Well, try and stop us laughing at Wayne Hope as cannibal convict Alexander Pearce, as he chomps and slurps his way through some human ribs. But then Hope knows how to nail visual comedy, every succulent, gleeful bite of it.
Em Rusciano is pretty funny too, struggling with a glass coaster that keeps sticking to her cocktail glass, as she tries to drunkenly tell the story of Olympian and flag-pinching ratbag Dawn Fraser. And James Matheson, recounting the tale of the dismissal of Gough Whitlam, brings a lot more to his telling than the average storyteller.
Matheson, like all the best performers on this show, knows how to hit his drunk comedy sweet-spot, where he’s just sober enough to be able to harness his drunkenness for comic effect but not so pissed that he’s ended up all dull and maudlin, and incapable of telling a joke.
Less successful, and very much down the dull and maudlin end of the spectrum is Matt Okine, who tries to get laughs by using the language of rap to explain how Banjo Patterson came to write ‘Waltzing Matilda’. It was a nice try but didn’t quite work. We enjoyed Tex Perkins as Banjo Patterson though.
And, in fact, most of the supporting cast, who have to act out the narrators’ nonsense for us at home, are pretty good. They include some well-known local comedy types, such as Greta-Lee Jackson as Malcolm Fraser, Aaron Chen as an Olympics official, Susie Youssef as Dame Nellie Melba and Stephen Curry as Gough Whitlam. And, in inspired casting, Mark Humphries as idiot Liberal opposition leader Billy Sneddon, complete with a Shadow Cabinet featuring blokes with $50 notes in their jacket pockets instead of pocket squares.
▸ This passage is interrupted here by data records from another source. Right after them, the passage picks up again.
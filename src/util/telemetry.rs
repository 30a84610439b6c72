//! Telemetry helpers for structured logging and tracing.

use tracing_subscriber::EnvFilter;

/// Install a stderr `fmt` subscriber filtered by `RUST_LOG`, falling back to
/// `default_directive` when the variable is unset or invalid.
///
/// Does nothing if a global subscriber is already installed, so tests and embedding
/// applications may set their own.
pub fn init_tracing(default_directive: &str) {
    if tracing::dispatcher::has_been_set() {
        return;
    }
    let filter =
        EnvFilter::try_from_default_env().unwrap_or_else(|_| EnvFilter::new(default_directive));
    if tracing_subscriber::fmt()
        .with_env_filter(filter)
        .with_writer(std::io::stderr)
        .with_thread_names(true)
        .try_init()
        .is_err()
    {
        tracing::debug!("tracing subscriber already installed");
    }
}

#[cfg(test)]
mod tests {
    use super::*;

    #[test]
    fn test_init_tracing_is_idempotent() {
        init_tracing("warn");
        init_tracing("debug");
        assert!(tracing::dispatcher::has_been_set());
    }
}
//! Worker driver: one OS thread per cart or client, fan out and join.
//!
//! The driver owns nothing but the shared context object of a run (the intersection or
//! the station, plus pacing and the event sink). Workers receive an `Arc` of it; there is
//! no process-wide state.

use std::sync::Arc;
use std::thread::{self, JoinHandle};
use std::time::{Duration, Instant};

use serde::{Deserialize, Serialize};
use tracing::{debug, error, info, warn};
use uuid::Uuid;

use crate::config::{CrossingConfig, PacingConfig, StationConfig};
use crate::core::{
    DispenserStation, EventSink, Intersection, Pacer, SimError, SimEvent, TrailCounts,
};

/// A shared resource that can be shut down to unblock its waiters.
pub trait Shutdown: Send + Sync {
    /// Wake every blocked waiter with `SimError::InterruptedWait`.
    fn shutdown(&self);
}

impl Shutdown for Intersection {
    fn shutdown(&self) {
        Self::shutdown(self);
    }
}

impl Shutdown for DispenserStation {
    fn shutdown(&self) {
        Self::shutdown(self);
    }
}

/// Run-wide cancellation handle.
#[derive(Clone)]
pub struct Canceller {
    targets: Vec<Arc<dyn Shutdown>>,
}

impl Canceller {
    /// A handle that shuts down every resource in `targets`.
    #[must_use]
    pub fn new(targets: Vec<Arc<dyn Shutdown>>) -> Self {
        Self { targets }
    }

    /// Cancel the run. Blocked workers return `InterruptedWait`; work already inside a
    /// critical section completes.
    pub fn cancel(&self) {
        warn!(resources = self.targets.len(), "cancelling run");
        for target in &self.targets {
            target.shutdown();
        }
    }
}

impl std::fmt::Debug for Canceller {
    fn fmt(&self, f: &mut std::fmt::Formatter<'_>) -> std::fmt::Result {
        f.debug_struct("Canceller")
            .field("targets", &self.targets.len())
            .finish()
    }
}

/// Spawn one named thread per worker, wait for all of them, and collect their outcomes.
///
/// Every spawned worker is joined even if another one fails; the first error in worker
/// order is returned.
///
/// # Errors
///
/// - the first `Err` returned by a worker
/// - `SimError::WorkerPanicked` if a worker panicked
/// - `SimError::Spawn` if a thread could not be started
pub fn fan_out<T, F>(workers: Vec<(String, F)>) -> Result<Vec<T>, SimError>
where
    T: Send + 'static,
    F: FnOnce() -> Result<T, SimError> + Send + 'static,
{
    let mut handles: Vec<(String, JoinHandle<Result<T, SimError>>)> =
        Vec::with_capacity(workers.len());
    let mut first_error = None;

    for (name, work) in workers {
        match thread::Builder::new().name(name.clone()).spawn(work) {
            Ok(handle) => handles.push((name, handle)),
            Err(e) => {
                error!(worker = %name, error = %e, "failed to spawn worker");
                first_error = Some(SimError::Spawn(format!("{name}: {e}")));
                break;
            }
        }
    }
    debug!(workers = handles.len(), "workers started");

    let mut outcomes = Vec::with_capacity(handles.len());
    for (name, handle) in handles {
        match handle.join() {
            Ok(Ok(outcome)) => outcomes.push(outcome),
            Ok(Err(e)) => {
                debug!(worker = %name, error = %e, "worker failed");
                first_error.get_or_insert(e);
            }
            Err(_) => {
                error!(worker = %name, "worker panicked");
                first_error.get_or_insert(SimError::WorkerPanicked(name));
            }
        }
    }

    first_error.map_or(Ok(outcomes), Err)
}

fn elapsed_ms(started: Instant) -> u128 {
    started.elapsed().as_millis()
}

/// Result of a completed crossing run.
#[derive(Debug, Clone, PartialEq, Eq, Serialize, Deserialize)]
pub struct CrossingReport {
    /// Run identifier.
    pub run_id: Uuid,
    /// Number of carts driven.
    pub carts: usize,
    /// Crossings performed by all carts.
    pub crossings: u64,
    /// Final trail counters.
    pub totals: TrailCounts,
    /// Wall-clock duration in milliseconds.
    pub elapsed_ms: u128,
}

/// Intersection problem: every cart crosses the shared intersection `N` times.
pub struct CrossingSimulation {
    config: CrossingConfig,
    intersection: Arc<Intersection>,
    events: Arc<dyn EventSink>,
}

impl std::fmt::Debug for CrossingSimulation {
    fn fmt(&self, f: &mut std::fmt::Formatter<'_>) -> std::fmt::Result {
        f.debug_struct("CrossingSimulation")
            .field("config", &self.config)
            .field("intersection", &self.intersection)
            .finish_non_exhaustive()
    }
}

impl CrossingSimulation {
    /// Set up a run for `config`.
    ///
    /// # Errors
    ///
    /// `SimError::Configuration` if either configuration is invalid.
    pub fn new(
        config: CrossingConfig,
        pacing: &PacingConfig,
        pacer: Arc<dyn Pacer>,
        events: Arc<dyn EventSink>,
    ) -> Result<Self, SimError> {
        config.validate().map_err(SimError::Configuration)?;
        pacing.validate().map_err(SimError::Configuration)?;
        let intersection = Arc::new(Intersection::new(pacing, pacer, Arc::clone(&events)));
        Ok(Self {
            config,
            intersection,
            events,
        })
    }

    /// The shared intersection.
    #[must_use]
    pub const fn intersection(&self) -> &Arc<Intersection> {
        &self.intersection
    }

    /// Handle that cancels this run from another thread.
    #[must_use]
    pub fn canceller(&self) -> Canceller {
        let intersection: Arc<dyn Shutdown> = self.intersection.clone();
        Canceller::new(vec![intersection])
    }

    /// Drive every cart to completion.
    ///
    /// # Errors
    ///
    /// Propagates the first worker error, e.g. `InterruptedWait` after cancellation.
    pub fn run(&self) -> Result<CrossingReport, SimError> {
        let run_id = Uuid::new_v4();
        let started = Instant::now();
        let carts = self.config.carts();
        info!(
            %run_id,
            carts = carts.len(),
            repetitions = self.config.repetitions,
            "starting crossing run"
        );

        let workers = carts
            .into_iter()
            .map(|cart| {
                let intersection = Arc::clone(&self.intersection);
                (format!("mac-{}", cart.id()), move || intersection.drive(cart))
            })
            .collect();
        let summaries = fan_out(workers)?;

        let totals = self.intersection.totals();
        let crossings: u64 = summaries
            .iter()
            .map(|summary| u64::from(summary.crossings))
            .sum();
        if crossings != totals.total() {
            return Err(SimError::InvariantViolation(format!(
                "{crossings} crossings performed but counters sum to {}",
                totals.total()
            )));
        }
        self.events.record(SimEvent::RunCompleted { at: None });

        let report = CrossingReport {
            run_id,
            carts: summaries.len(),
            crossings,
            totals,
            elapsed_ms: elapsed_ms(started),
        };
        info!(
            %run_id,
            trail1 = totals.trail1,
            trail2 = totals.trail2,
            elapsed_ms = report.elapsed_ms,
            "crossing run finished"
        );
        Ok(report)
    }
}

/// Result of a completed station run.
#[derive(Debug, Clone, PartialEq, Eq, Serialize, Deserialize)]
pub struct StationReport {
    /// Run identifier.
    pub run_id: Uuid,
    /// Clients submitted.
    pub clients: usize,
    /// Clients that brewed and released a dispenser.
    pub served: usize,
    /// Logical time when the last brew finished.
    pub finished_at: u64,
    /// Wall-clock duration in milliseconds.
    pub elapsed_ms: u128,
}

/// Dispenser problem: every client brews once at the shared station.
pub struct StationSimulation {
    config: StationConfig,
    station: Arc<DispenserStation>,
    pacer: Arc<dyn Pacer>,
    brew_unit: Duration,
    events: Arc<dyn EventSink>,
}

impl std::fmt::Debug for StationSimulation {
    fn fmt(&self, f: &mut std::fmt::Formatter<'_>) -> std::fmt::Result {
        f.debug_struct("StationSimulation")
            .field("config", &self.config)
            .field("station", &self.station)
            .field("brew_unit", &self.brew_unit)
            .finish_non_exhaustive()
    }
}

impl StationSimulation {
    /// Set up a run for `config`.
    ///
    /// # Errors
    ///
    /// `SimError::Configuration` if either configuration is invalid.
    pub fn new(
        config: StationConfig,
        pacing: &PacingConfig,
        pacer: Arc<dyn Pacer>,
        events: Arc<dyn EventSink>,
    ) -> Result<Self, SimError> {
        config.validate().map_err(SimError::Configuration)?;
        pacing.validate().map_err(SimError::Configuration)?;
        let station = Arc::new(DispenserStation::new(Arc::clone(&events)));
        Ok(Self {
            config,
            station,
            pacer,
            brew_unit: pacing.brew_unit(),
            events,
        })
    }

    /// The shared station.
    #[must_use]
    pub const fn station(&self) -> &Arc<DispenserStation> {
        &self.station
    }

    /// Handle that cancels this run from another thread.
    #[must_use]
    pub fn canceller(&self) -> Canceller {
        let station: Arc<dyn Shutdown> = self.station.clone();
        Canceller::new(vec![station])
    }

    /// Serve every client, then wait for the last brew to drain.
    ///
    /// # Errors
    ///
    /// Propagates the first worker error, e.g. `InterruptedWait` after cancellation.
    pub fn run(&self) -> Result<StationReport, SimError> {
        let run_id = Uuid::new_v4();
        let started = Instant::now();
        let clients = self.config.clients()?;
        info!(%run_id, clients = clients.len(), "starting station run");

        let workers = clients
            .into_iter()
            .map(|client| {
                let station = Arc::clone(&self.station);
                let pacer = Arc::clone(&self.pacer);
                let brew_unit = self.brew_unit;
                (format!("client-{}", client.id()), move || {
                    station.serve(&client, pacer.as_ref(), brew_unit)
                })
            })
            .collect();
        let served = fan_out(workers)?.len();

        let finished_at = self.station.await_all_idle();
        self.events.record(SimEvent::RunCompleted {
            at: Some(finished_at),
        });

        let report = StationReport {
            run_id,
            clients: self.config.clients.len(),
            served,
            finished_at,
            elapsed_ms: elapsed_ms(started),
        };
        info!(
            %run_id,
            served,
            finished_at,
            elapsed_ms = report.elapsed_ms,
            "station run finished"
        );
        Ok(report)
    }
}
//! Fair gate implementation.
//!
//! This module provides a single-slot exclusive gate built on top of `parking_lot`'s
//! `Mutex` and `Condvar`. Unlike a plain mutex, the gate hands the permit to waiters in
//! strict arrival order: a late arrival never overtakes an earlier one.
//!
//! # Features
//!
//! - FIFO hand-off between waiters
//! - RAII release through [`GateGuard`]
//! - Re-entrant acquisition reported as an error instead of a deadlock
//! - Run-wide shutdown that unblocks every waiter
//!
//! # Examples
//!
//! Basic usage:
//!
//! ```
//! use admission_lot::FairGate;
//!
//! let gate = FairGate::new();
//! let guard = gate.acquire().unwrap();
//! assert!(gate.stats().held);
//! guard.release();
//! assert!(!gate.stats().held);
//! ```
//!
//! Concurrent access:
//!
//! ```
//! use admission_lot::FairGate;
//! use std::sync::Arc;
//! use std::sync::atomic::{AtomicUsize, Ordering};
//! use std::thread;
//!
//! let gate = Arc::new(FairGate::new());
//! let inside = Arc::new(AtomicUsize::new(0));
//! let mut handles = vec![];
//!
//! for _ in 0..8 {
//!     let gate = Arc::clone(&gate);
//!     let inside = Arc::clone(&inside);
//!     handles.push(thread::spawn(move || {
//!         let _guard = gate.acquire().unwrap();
//!         assert_eq!(inside.fetch_add(1, Ordering::SeqCst), 0);
//!         inside.fetch_sub(1, Ordering::SeqCst);
//!     }));
//! }
//!
//! for handle in handles {
//!     handle.join().unwrap();
//! }
//!
//! assert_eq!(gate.stats().acquisitions, 8);
//! ```

use std::collections::VecDeque;
use std::thread::{self, ThreadId};

use parking_lot::{Condvar, Mutex};
use serde::{Deserialize, Serialize};
use tracing::{debug, warn};

use crate::core::SimError;

/// Snapshot of gate usage.
#[derive(Debug, Clone, Copy, Default, PartialEq, Eq, Serialize, Deserialize)]
pub struct GateStats {
    /// Successful acquisitions since creation.
    pub acquisitions: u64,
    /// Acquisitions that had to queue behind a holder or earlier waiter.
    pub contended: u64,
    /// Waiters currently queued.
    pub waiting: usize,
    /// Whether the permit is currently held.
    pub held: bool,
}

#[derive(Debug, Default)]
struct GateState {
    next_ticket: u64,
    queue: VecDeque<u64>,
    holder: Option<ThreadId>,
    shutdown: bool,
    acquisitions: u64,
    contended: u64,
}

impl GateState {
    fn is_turn_of(&self, ticket: u64) -> bool {
        self.holder.is_none() && self.queue.front() == Some(&ticket)
    }
}

/// A single-slot, FIFO-fair exclusive gate.
///
/// Waiters are served strictly in the order they called [`FairGate::acquire`]. The permit is
/// returned by dropping the [`GateGuard`] (or calling [`GateGuard::release`]).
#[derive(Debug, Default)]
pub struct FairGate {
    state: Mutex<GateState>,
    turn: Condvar,
}

impl FairGate {
    /// Creates an open gate with no holder.
    #[must_use]
    pub fn new() -> Self {
        Self::default()
    }

    /// Blocks the calling thread until it is the sole holder of the gate.
    ///
    /// Interrupted waiters are identified by the current thread's name.
    ///
    /// # Errors
    ///
    /// - `SimError::InterruptedWait` if the gate is shut down before the permit is granted
    /// - `SimError::InvariantViolation` if the calling thread already holds the gate
    pub fn acquire(&self) -> Result<GateGuard<'_>, SimError> {
        let current = thread::current();
        let waiter = current.name().unwrap_or("unnamed").to_owned();
        self.acquire_for(&waiter)
    }

    /// Same as [`FairGate::acquire`], naming the waiter explicitly.
    ///
    /// # Errors
    ///
    /// See [`FairGate::acquire`].
    pub fn acquire_for(&self, waiter: &str) -> Result<GateGuard<'_>, SimError> {
        let me = thread::current().id();
        let mut state = self.state.lock();

        if state.holder == Some(me) {
            return Err(SimError::InvariantViolation(format!(
                "{waiter} tried to acquire the gate it already holds"
            )));
        }
        if state.shutdown {
            return Err(SimError::interrupted(waiter));
        }

        let ticket = state.next_ticket;
        state.next_ticket += 1;
        let contended = state.holder.is_some() || !state.queue.is_empty();
        state.queue.push_back(ticket);

        while !state.shutdown && !state.is_turn_of(ticket) {
            self.turn.wait(&mut state);
        }

        if state.shutdown {
            state.queue.retain(|queued| *queued != ticket);
            debug!(waiter, ticket, "gate wait interrupted");
            return Err(SimError::interrupted(waiter));
        }

        state.queue.pop_front();
        state.holder = Some(me);
        state.acquisitions += 1;
        if contended {
            state.contended += 1;
        }
        debug!(waiter, ticket, "gate acquired");

        Ok(GateGuard { gate: self })
    }

    /// Takes the permit only if the gate is free and nobody is queued.
    #[must_use]
    pub fn try_acquire(&self) -> Option<GateGuard<'_>> {
        let mut state = self.state.lock();
        if state.shutdown || state.holder.is_some() || !state.queue.is_empty() {
            return None;
        }
        state.holder = Some(thread::current().id());
        state.acquisitions += 1;
        Some(GateGuard { gate: self })
    }

    /// Shuts the gate down: every queued and future waiter gets `InterruptedWait`.
    ///
    /// A current holder keeps the permit until it releases.
    pub fn shutdown(&self) {
        let mut state = self.state.lock();
        if state.shutdown {
            return;
        }
        state.shutdown = true;
        let waiting = state.queue.len();
        drop(state);
        warn!(waiting, "gate shut down");
        self.turn.notify_all();
    }

    /// Whether [`FairGate::shutdown`] has been called.
    #[must_use]
    pub fn is_shut_down(&self) -> bool {
        self.state.lock().shutdown
    }

    /// Current usage snapshot.
    #[must_use]
    pub fn stats(&self) -> GateStats {
        let state = self.state.lock();
        GateStats {
            acquisitions: state.acquisitions,
            contended: state.contended,
            waiting: state.queue.len(),
            held: state.holder.is_some(),
        }
    }

    fn release(&self) {
        let mut state = self.state.lock();
        state.holder = None;
        let waiting = !state.queue.is_empty();
        drop(state);
        // Every waiter re-checks; only the queue head proceeds.
        if waiting {
            self.turn.notify_all();
        }
    }
}

/// Proof of holding a [`FairGate`]. Dropping it releases the gate.
#[must_use = "the gate is released as soon as the guard is dropped"]
#[derive(Debug)]
pub struct GateGuard<'a> {
    gate: &'a FairGate,
}

impl GateGuard<'_> {
    /// Releases the gate, handing it to the longest-waiting thread.
    pub fn release(self) {
        drop(self);
    }
}

impl Drop for GateGuard<'_> {
    fn drop(&mut self) {
        self.gate.release();
    }
}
Because who doesn’t love background jokes and satire about rich elites?
Drunk History Australia isn’t always hilarious, though, as its charm depends a lot on whether the comedian telling the story is the sort of person you’d like to get pissed with. Something which is especially important if you, the audience, happen to be sober. Because, when everyone’s drunk, everyone’s laughing, but when you’re sober and they’re drunk, it’s generally not so cack-tastic unless the drunk person is someone you like and laugh at when they’re sober.